Change is something so many of us would like to see, in the world and in our lives.    We're always trying to do it - usually from tomorrow.  Tomorrow, we tell ourselves, we'll turn over a new leaf.  Start that diet, that course, that course, the new course of action which will improve our lives for the better and put us on the path to a new tomorrow. Alas, without the deep down awareness and the will to really change for the better, the changes seldom come about.

It's the same with society, or the greater community.  Everyone agrees that it would be great if there was equality of opportunity for everyone, in jobs and education.  We want to see the inequality of the sexes put right and justice for all.  Yes, the desire is there for change.  But why doesn't all this desire translate into positive change for the better?  Because the truth is that most people pay lip service to ideals but they don't have the true commitment to it.
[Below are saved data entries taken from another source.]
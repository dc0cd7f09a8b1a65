pub mod backoff;
pub mod cache_padded;

pub use backoff::Backoff;
pub use cache_padded::CachePadded;
//! Worker threads and the thread-local worker context.

use super::cpu_pool::PoolShared;
use super::task::Task;
use crate::util::Backoff;
use crossbeam_deque::{Steal, Worker as WorkerQueue};
use std::cell::Cell;
use std::panic::{catch_unwind, AssertUnwindSafe};
use std::ptr;
use std::sync::Arc;
use tracing::{trace, warn};

pub type WorkerId = usize;

/// Per-thread state owned by a single pool worker.
///
/// The queue is only pushed and popped by the owning thread; other threads
/// reach it exclusively through the pool's stealers.
pub(crate) struct WorkerContext {
    pub(crate) id: WorkerId,
    pub(crate) queue: WorkerQueue<Task>,
    pub(crate) shared: Arc<PoolShared>,
}

thread_local! {
    static CURRENT: Cell<*const WorkerContext> = const { Cell::new(ptr::null()) };
}

/// Run `f` with the calling thread's worker context, if it is a pool worker.
///
/// The pointer is installed by `Worker::run` for the lifetime of the worker
/// loop and cleared before the loop returns, so the dereference is confined
/// to the owning thread while the context is live.
pub(crate) fn with_worker_context<R>(f: impl FnOnce(Option<&WorkerContext>) -> R) -> R {
    CURRENT.with(|slot| {
        let ptr = slot.get();
        if ptr.is_null() {
            f(None)
        } else {
            f(Some(unsafe { &*ptr }))
        }
    })
}

struct ContextGuard;

impl ContextGuard {
    fn install(ctx: &WorkerContext) -> Self {
        CURRENT.with(|slot| slot.set(ctx as *const WorkerContext));
        ContextGuard
    }
}

impl Drop for ContextGuard {
    fn drop(&mut self) {
        CURRENT.with(|slot| slot.set(ptr::null()));
    }
}

pub(crate) struct Worker {
    ctx: WorkerContext,
}

impl Worker {
    pub fn new(ctx: WorkerContext) -> Self {
        Self { ctx }
    }

    /// Main loop: own queue first, then the global injector, then steal.
    pub fn run(&self) {
        let _guard = ContextGuard::install(&self.ctx);
        let mut backoff = Backoff::new();

        loop {
            if self.ctx.shared.is_shut_down() {
                break;
            }

            if let Some(task) = self.find_task() {
                backoff.reset();
                self.execute(task);
            } else {
                backoff.wait();
            }
        }

        trace!(worker = self.ctx.id, "worker exiting");
    }

    fn find_task(&self) -> Option<Task> {
        // Own queue pops newest-first: depth-first descent keeps the working
        // set cache-resident.
        if let Some(task) = self.ctx.queue.pop() {
            return Some(task);
        }

        loop {
            match self.ctx.shared.injector.steal_batch_and_pop(&self.ctx.queue) {
                Steal::Success(task) => return Some(task),
                Steal::Empty => break,
                Steal::Retry => continue,
            }
        }

        self.steal_from_peers()
    }

    /// Steal from peers in randomized order; stealers take the oldest task,
    /// which under recursive splitting is the largest remaining subproblem.
    fn steal_from_peers(&self) -> Option<Task> {
        use rand::seq::SliceRandom;
        use rand::thread_rng;

        let stealers = &self.ctx.shared.stealers;
        if stealers.len() <= 1 {
            return None;
        }

        let mut order: Vec<usize> = (0..stealers.len()).collect();
        order.shuffle(&mut thread_rng());

        for &idx in &order {
            if idx == self.ctx.id {
                continue;
            }

            loop {
                match stealers[idx].steal_batch_and_pop(&self.ctx.queue) {
                    Steal::Success(task) => {
                        trace!(worker = self.ctx.id, victim = idx, "stole work");
                        return Some(task);
                    }
                    Steal::Empty => break,
                    Steal::Retry => continue,
                }
            }
        }

        None
    }

    fn execute(&self, task: Task) {
        let id = task.id;
        let result = catch_unwind(AssertUnwindSafe(|| task.execute()));
        if result.is_err() {
            warn!(worker = self.ctx.id, task = ?id, "task body panicked outside any scope");
        }
        self.ctx
            .shared
            .finish_task();
    }
}
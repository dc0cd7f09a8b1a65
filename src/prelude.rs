//! One-stop imports for the common API surface.

pub use crate::algo::{
    parallel_accumulate, parallel_extremum, parallel_max, parallel_min, parallel_sort,
    parallel_sort_with_cutoff,
};
pub use crate::config::{Config, ConfigBuilder};
pub use crate::error::{Error, Result};
pub use crate::iter::{par_for, IndexRange};
pub use crate::reduce::{Extremum, MaxWithIndex, MinWithIndex, ReduceOp, Reducer, VecAccumulate};
pub use crate::scope::{scope, Scope};
pub use crate::{init, init_with_config, shutdown};
//! tine - fork-join parallel execution engine
//!
//! A fixed pool of workers cooperating via work stealing, scoped
//! `spawn`/`sync` fork-join, and Cilk-style reducers that let many
//! concurrent workers contribute to one logical result without locking on
//! the hot path.
//!
//! # Quick Start
//!
//! ```no_run
//! use tine::prelude::*;
//!
//! tine::init().unwrap();
//!
//! let mut data = vec![5, 3, 8, 1, 9, 2];
//! parallel_sort(&mut data).unwrap();
//! assert_eq!(data, vec![1, 2, 3, 5, 8, 9]);
//!
//! let min = parallel_min(&[5, 3, 8, 1, 9, 2]).unwrap();
//! assert_eq!((min.value, min.index), (1, 3));
//!
//! tine::shutdown();
//! ```
//!
//! # Features
//!
//! - **Fork-join scopes**: `spawn` children, `sync` joins them all, with
//!   panics deferred to the join point
//! - **Work stealing**: depth-first own-queue execution, breadth-first
//!   randomized stealing
//! - **Reducers**: per-worker partials merged associatively at join points
//!   (min/max with index, vector accumulation)
//! - **Parallel quicksort**: in-place partition-and-spawn sorting

#![warn(missing_debug_implementations)]

pub mod algo;
pub mod config;
pub mod error;
pub mod executor;
pub mod iter;
pub mod prelude;
pub mod reduce;
pub mod runtime;
pub mod scope;
pub mod util;

pub use algo::{
    parallel_accumulate, parallel_extremum, parallel_max, parallel_min, parallel_sort,
    parallel_sort_with_cutoff,
};
pub use config::{Config, ConfigBuilder};
pub use error::{Error, Result};
pub use iter::{par_for, IndexRange};
pub use reduce::{Extremum, MaxWithIndex, MinWithIndex, ReduceOp, Reducer, VecAccumulate};
pub use runtime::{
    init, init_thread_local, init_thread_local_with_config, init_with_config, shutdown,
};
pub use scope::scope;
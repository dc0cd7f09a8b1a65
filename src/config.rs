use crate::error::{Error, Result};

/// Worker-pool configuration.
///
/// The pool size is fixed at construction; it cannot be changed while the
/// runtime is live.
#[derive(Debug, Clone)]
pub struct Config {
    pub num_threads: Option<usize>,
    pub stack_size: Option<usize>,
    pub thread_name_prefix: String,
}

impl Default for Config {
    fn default() -> Self {
        Self {
            num_threads: None,
            stack_size: Some(2 * 1024 * 1024),
            thread_name_prefix: "tine-worker".to_string(),
        }
    }
}

impl Config {
    pub fn builder() -> ConfigBuilder {
        ConfigBuilder::new()
    }

    pub fn validate(&self) -> Result<()> {
        if let Some(n) = self.num_threads {
            if n == 0 {
                return Err(Error::config("num_threads must be > 0"));
            }
            if n > 1024 {
                return Err(Error::config("num_threads too large (max 1024)"));
            }
        }

        Ok(())
    }

    /// Effective worker count: configured value, or the hardware parallelism.
    pub fn worker_threads(&self) -> usize {
        self.num_threads.unwrap_or_else(num_cpus::get)
    }
}

#[derive(Debug, Default)]
pub struct ConfigBuilder {
    config: Config,
}

impl ConfigBuilder {
    pub fn new() -> Self {
        Self {
            config: Config::default(),
        }
    }

    pub fn num_threads(mut self, n: usize) -> Self {
        self.config.num_threads = Some(n);
        self
    }

    pub fn stack_size(mut self, size: usize) -> Self {
        self.config.stack_size = Some(size);
        self
    }

    pub fn thread_name_prefix<S: Into<String>>(mut self, prefix: S) -> Self {
        self.config.thread_name_prefix = prefix.into();
        self
    }

    pub fn build(self) -> Result<Config> {
        self.config.validate()?;
        Ok(self.config)
    }
}

#[cfg(test)]
mod tests {
    use super::*;

    #[test]
    fn test_default_is_valid() {
        assert!(Config::default().validate().is_ok());
        assert!(Config::default().worker_threads() >= 1);
    }

    #[test]
    fn test_zero_threads_rejected() {
        let result = Config::builder().num_threads(0).build();
        assert!(result.is_err());
    }

    #[test]
    fn test_builder() {
        let config = Config::builder()
            .num_threads(4)
            .thread_name_prefix("sorter")
            .build()
            .unwrap();

        assert_eq!(config.worker_threads(), 4);
        assert_eq!(config.thread_name_prefix, "sorter");
    }
}
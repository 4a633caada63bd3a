use fuzzwarden_core::cancel::install_signal_handler;
use fuzzwarden_core::config::FuzzwardenConfig;
use fuzzwarden_core::coverage::{CoverageGenerator, CoverageOptions, OutputFormat};
use fuzzwarden_core::envutil::EnvOverlay;
use fuzzwarden_core::report::{JsonSink, TracingSink, count_corpus_entries};
use fuzzwarden_core::runner::{
    EngineKind, JvmOptions, NO_CIFUZZ_ENV, RunError, RunStatus, Runner, RunnerOptions,
};
use fuzzwarden_core::store::FindingStore;
use fuzzwarden_core::tools::InstallLayoutFinder;
use fuzzwarden_core::BuildResult;

use anyhow::{Context, bail};
use clap::{Args, Parser, Subcommand};
use std::io::{self, Write};
use std::path::{Path, PathBuf};
use std::process::ExitCode;
use std::time::Duration;
use tracing::info;
use tracing_subscriber::EnvFilter;

/// Conventional exit status of a process stopped by SIGINT.
const EXIT_CANCELLED: u8 = 130;

#[derive(Parser, Debug)]
#[clap(author, version, about, long_about = None)]
struct Cli {
    /// Configuration file. Defaults to fuzzwarden.toml in the project
    /// directory, if present.
    #[clap(short, long, value_parser, global = true)]
    config_file: Option<PathBuf>,
    #[clap(short = 'C', long, global = true)]
    project_dir: Option<PathBuf>,
    /// Show debug output and full error chains.
    #[clap(short, long, global = true)]
    verbose: bool,
    #[clap(subcommand)]
    command: Command,
}

#[derive(Subcommand, Debug)]
enum Command {
    /// Fuzz a fuzz test until it crashes or the timeout expires.
    Run(RunArgs),
    /// Produce a coverage report of a fuzz test over its corpus.
    Coverage(CoverageArgs),
    /// List the findings of the project, or show one of them.
    Findings(FindingsArgs),
}

#[derive(Args, Debug)]
struct RunArgs {
    /// The libFuzzer executable. Not needed for JVM fuzz tests or when
    /// --build-result is given.
    executable: Option<PathBuf>,
    /// TOML file describing the build of the fuzz test.
    #[clap(long)]
    build_result: Option<PathBuf>,
    /// libfuzzer (native) or jazzer (jvm).
    #[clap(long, value_parser = parse_engine)]
    engine: Option<EngineKind>,
    /// Stop after this many seconds.
    #[clap(long)]
    timeout: Option<u64>,
    #[clap(long)]
    dict: Option<PathBuf>,
    #[clap(short, long = "seed-corpus")]
    seed_corpus: Vec<PathBuf>,
    /// Passed to the engine as is, e.g. --engine-arg=-runs=100.
    #[clap(long = "engine-arg", allow_hyphen_values = true)]
    engine_args: Vec<String>,
    /// KEY=VALUE pairs added to the environment of the fuzz test.
    #[clap(long = "env")]
    env: Vec<String>,
    #[clap(long)]
    use_sandbox: Option<bool>,
    #[clap(long)]
    target_class: Option<String>,
    #[clap(long)]
    autofuzz: Option<String>,
    #[clap(long = "class-path")]
    class_paths: Vec<PathBuf>,
    #[clap(long)]
    java_home: Option<PathBuf>,
    /// Print findings as JSON lines to stdout.
    #[clap(long)]
    json: bool,
    /// Arguments for the fuzz test itself.
    #[clap(last = true)]
    fuzz_test_args: Vec<String>,
}

#[derive(Args, Debug)]
struct CoverageArgs {
    executable: Option<PathBuf>,
    #[clap(long)]
    build_result: Option<PathBuf>,
    /// html, lcov or none.
    #[clap(long)]
    format: Option<OutputFormat>,
    #[clap(short, long)]
    output: Option<PathBuf>,
    #[clap(short, long = "seed-corpus")]
    seed_corpus: Vec<PathBuf>,
    #[clap(long)]
    use_sandbox: Option<bool>,
}

#[derive(Args, Debug)]
struct FindingsArgs {
    /// Show only this finding.
    name: Option<String>,
    #[clap(long)]
    json: bool,
}

fn parse_engine(value: &str) -> Result<EngineKind, String> {
    match value {
        "libfuzzer" | "native" => Ok(EngineKind::Native),
        "jazzer" | "jvm" => Ok(EngineKind::Jvm),
        other => Err(format!("unknown engine '{other}'")),
    }
}

fn init_logging(verbose: bool) {
    let default_directive = if verbose { "debug" } else { "info" };
    tracing_subscriber::fmt()
        .with_env_filter(
            EnvFilter::try_from_default_env().unwrap_or_else(|_| EnvFilter::new(default_directive)),
        )
        .with_target(false)
        .with_writer(io::stderr)
        .init();
}

struct Project {
    dir: PathBuf,
    config: FuzzwardenConfig,
    finder: InstallLayoutFinder,
}

fn load_project(cli: &Cli) -> Result<Project, anyhow::Error> {
    let project_dir = match &cli.project_dir {
        Some(dir) => dir.clone(),
        None => std::env::current_dir().context("Failed to determine the current directory")?,
    };
    let config = match &cli.config_file {
        Some(path) => FuzzwardenConfig::load_from_file(path)?,
        None => FuzzwardenConfig::discover(&project_dir)?,
    };
    let finder = match &config.tools.install_dir {
        Some(dir) => InstallLayoutFinder::new(dir),
        None => InstallLayoutFinder::from_env(),
    };
    Ok(Project {
        dir: project_dir,
        config,
        finder,
    })
}

fn load_build(
    executable: Option<&Path>,
    build_result: Option<&Path>,
) -> Result<Option<BuildResult>, anyhow::Error> {
    match (build_result, executable) {
        (Some(path), _) => Ok(Some(BuildResult::load_from_file(path)?)),
        (None, Some(exe)) => Ok(Some(BuildResult::new(exe))),
        (None, None) => Ok(None),
    }
}

fn file_stem(path: &Path) -> String {
    path.file_stem()
        .map(|s| s.to_string_lossy().into_owned())
        .unwrap_or_default()
}

fn run(project: &Project, args: RunArgs) -> Result<ExitCode, anyhow::Error> {
    if std::env::var_os(NO_CIFUZZ_ENV).is_some() {
        bail!("{NO_CIFUZZ_ENV} is set, refusing to start fuzzing from within a fuzz test");
    }
    let settings = &project.config.run;
    let engine = args.engine.unwrap_or(settings.engine);
    let build = load_build(args.executable.as_deref(), args.build_result.as_deref())?;

    let (executable, fuzz_test) = match (engine, &build) {
        (EngineKind::Native, Some(build)) => {
            (build.executable.clone(), file_stem(&build.executable))
        }
        (EngineKind::Native, None) => bail!("No fuzz test executable given"),
        (EngineKind::Jvm, _) => {
            let target = args
                .target_class
                .clone()
                .or_else(|| args.autofuzz.clone())
                .context("JVM fuzz tests need --target-class or --autofuzz")?;
            (PathBuf::new(), target)
        }
    };

    let mut options = RunnerOptions::new(executable, &project.dir, fuzz_test);
    options.engine = engine;
    options.jvm = JvmOptions {
        java_home: args.java_home,
        class_paths: args.class_paths,
        target_class: args.target_class,
        autofuzz_target: args.autofuzz,
    };
    options.seed_corpus_dirs = settings.seed_corpus_dirs.clone();
    options.seed_corpus_dirs.extend(args.seed_corpus);
    if let Some(build) = &build {
        if let Some(generated) = &build.generated_corpus {
            options.generated_corpus_dir = generated.clone();
        }
        if let Some(seeds) = &build.seed_corpus {
            options.crashing_inputs_dir = seeds.clone();
            if seeds.is_dir() {
                options.seed_corpus_dirs.push(seeds.clone());
            }
        }
    }
    options.dictionary = args.dict.or_else(|| settings.dictionary.clone());
    options.engine_args = settings.engine_args.clone();
    options.engine_args.extend(args.engine_args);
    options.fuzz_test_args = args.fuzz_test_args;
    options.env_vars = EnvOverlay::from_assignments(&args.env)?;
    options.timeout = Duration::from_secs(args.timeout.unwrap_or(settings.timeout_secs));
    options.use_sandbox = args.use_sandbox.unwrap_or(settings.use_sandbox);
    options.extra_bindings = project.config.sandbox.extra_bindings.clone();
    options.metrics_interval = Duration::from_millis(settings.metrics_interval_ms);

    let cancel = install_signal_handler()?;
    let mut runner = Runner::new(options, &project.finder);
    runner.add_sink(Box::new(TracingSink));
    if args.json {
        runner.add_sink(Box::new(JsonSink::new(io::stdout())));
    }

    match runner.run(&cancel) {
        Ok(status) => {
            if status == RunStatus::CompletedWithFindings {
                info!("Fuzz test stopped after a finding");
            }
        }
        Err(e) if e.is_cancelled() => {
            info!("{}", e);
            return Ok(ExitCode::from(EXIT_CANCELLED));
        }
        Err(e @ RunError::Execution { .. }) => return Err(e.into()),
        Err(e) => return Err(e).context("Fuzzing failed"),
    }

    let options = runner.options();
    let mut corpus_dirs = vec![options.generated_corpus_dir.clone()];
    corpus_dirs.extend(options.seed_corpus_dirs.iter().cloned());
    let corpus_entries = count_corpus_entries(&corpus_dirs).ok();

    let mut stderr = io::stderr().lock();
    let handler = runner.report_handler();
    handler.print_final_metrics(&mut stderr, corpus_entries)?;
    handler.print_crashing_input_note(&mut stderr)?;
    Ok(ExitCode::SUCCESS)
}

fn coverage(project: &Project, args: CoverageArgs) -> Result<ExitCode, anyhow::Error> {
    let Some(build) = load_build(args.executable.as_deref(), args.build_result.as_deref())? else {
        bail!("No fuzz test executable given");
    };
    let settings = &project.config.coverage;

    let mut options = CoverageOptions::new(build, &project.dir);
    options.seed_corpus_dirs = project.config.run.seed_corpus_dirs.clone();
    options.seed_corpus_dirs.extend(args.seed_corpus);
    options.output_format = args.format.unwrap_or(settings.output_format);
    options.output_path = args.output.or_else(|| settings.output_path.clone());
    options.use_sandbox = args.use_sandbox.unwrap_or(project.config.run.use_sandbox);
    options.extra_bindings = project.config.sandbox.extra_bindings.clone();

    let cancel = install_signal_handler()?;
    let generator = CoverageGenerator::new(options, &project.finder)?;
    let report = match generator.generate(&cancel) {
        Ok(report) => report,
        Err(e) if cancel.is_cancelled() => {
            info!("{}", e);
            return Ok(ExitCode::from(EXIT_CANCELLED));
        }
        Err(e) => return Err(e).context("Coverage generation failed"),
    };

    report.summary.write_table(&mut io::stderr().lock())?;
    if let Some(path) = report.report_path {
        println!("Created coverage report: {}", path.display());
    }
    Ok(ExitCode::SUCCESS)
}

fn findings(project: &Project, args: FindingsArgs) -> Result<ExitCode, anyhow::Error> {
    let store = FindingStore::new(&project.dir);
    let mut out = io::stdout().lock();

    if let Some(name) = args.name {
        let finding = store.load(&name)?;
        if args.json {
            serde_json::to_writer_pretty(&mut out, &finding)?;
            writeln!(out)?;
        } else {
            writeln!(out, "{}", finding.short_description_with_name())?;
            writeln!(out, "Date: {}\n", finding.created_at)?;
            for line in &finding.logs {
                writeln!(out, "  {line}")?;
            }
        }
        return Ok(ExitCode::SUCCESS);
    }

    let all = store.list()?;
    if args.json {
        serde_json::to_writer_pretty(&mut out, &all)?;
        writeln!(out)?;
    } else if all.is_empty() {
        info!("This project doesn't have any findings yet");
    } else {
        for finding in &all {
            writeln!(
                out,
                "{}  {}",
                finding.created_at.format("%Y-%m-%d %H:%M"),
                finding.short_description_with_name()
            )?;
        }
    }
    Ok(ExitCode::SUCCESS)
}

fn main() -> ExitCode {
    let cli = Cli::parse();
    init_logging(cli.verbose);
    let verbose = cli.verbose;

    let result = load_project(&cli).and_then(|project| match cli.command {
        Command::Run(args) => run(&project, args),
        Command::Coverage(args) => coverage(&project, args),
        Command::Findings(args) => findings(&project, args),
    });

    match result {
        Ok(code) => code,
        Err(e) => {
            if verbose {
                eprintln!("Error: {e:?}");
            } else {
                eprintln!("Error: {e:#}");
            }
            ExitCode::FAILURE
        }
    }
}

#[cfg(test)]
mod tests {
    use super::*;

    #[test]
    fn cli_definition_is_consistent() {
        use clap::CommandFactory;
        Cli::command().debug_assert();
    }

    #[test]
    fn parses_run_with_trailing_fuzz_test_args() {
        let cli = Cli::parse_from([
            "fuzzwarden",
            "run",
            "./my_fuzz_test",
            "--engine-arg=-runs=10",
            "-s",
            "seeds",
            "--timeout",
            "30",
            "--",
            "--flag",
        ]);
        let Command::Run(args) = cli.command else {
            panic!("expected run");
        };
        assert_eq!(args.executable, Some(PathBuf::from("./my_fuzz_test")));
        assert_eq!(args.engine_args, vec!["-runs=10".to_string()]);
        assert_eq!(args.seed_corpus, vec![PathBuf::from("seeds")]);
        assert_eq!(args.timeout, Some(30));
        assert_eq!(args.fuzz_test_args, vec!["--flag".to_string()]);
    }

    #[test]
    fn engine_names() {
        assert_eq!(parse_engine("jazzer"), Ok(EngineKind::Jvm));
        assert_eq!(parse_engine("libfuzzer"), Ok(EngineKind::Native));
        assert!(parse_engine("afl").is_err());
    }

    #[test]
    fn coverage_format_flag() {
        let cli = Cli::parse_from(["fuzzwarden", "coverage", "fuzz", "--format", "lcov", "-v"]);
        assert!(cli.verbose);
        let Command::Coverage(args) = cli.command else {
            panic!("expected coverage");
        };
        assert_eq!(args.format, Some(OutputFormat::Lcov));
    }
}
In south Asia, where I live an expatriate life married into the local community, I notice that while even the laws of the country where I live profess commitment to the values of equality, that commitment doesn't seem to translate into reality as much as it should.

There are some who say that education should be more widespread and that this would change society for the better.  I don't disagree with this.  Education is a human right and the commitment to education for all  in south Asia should be launched on a war footing.  But I have heard words of wisdom from the mouths of people who are not that well educated here and words of nonsense from people who are educated to doctorate level.  So education is clearly not enough to bring about change.  Let me explain.

Meera is a washerwoman.  Her husband is a washerman.  They make a living washing and ironing the clothes of people in the area where they live.  They have four sons.  All their sons are employed somewhere.  All the sons went to school up to eighth or tenth class.  Some of the boys help their parents in the family business and one is working in a garage. Meera has a brain like a computer and keeps track of the money owed by all the customers - completely in her head!  She never writes down anything yet every account is kept, to the last rupee.  Meera and her husband have thought their children the value of hard work and thrift and if there is one low income family who will climb out of the poverty trap, it is this one.  Although the parents are not much educated, they are on the right track all right.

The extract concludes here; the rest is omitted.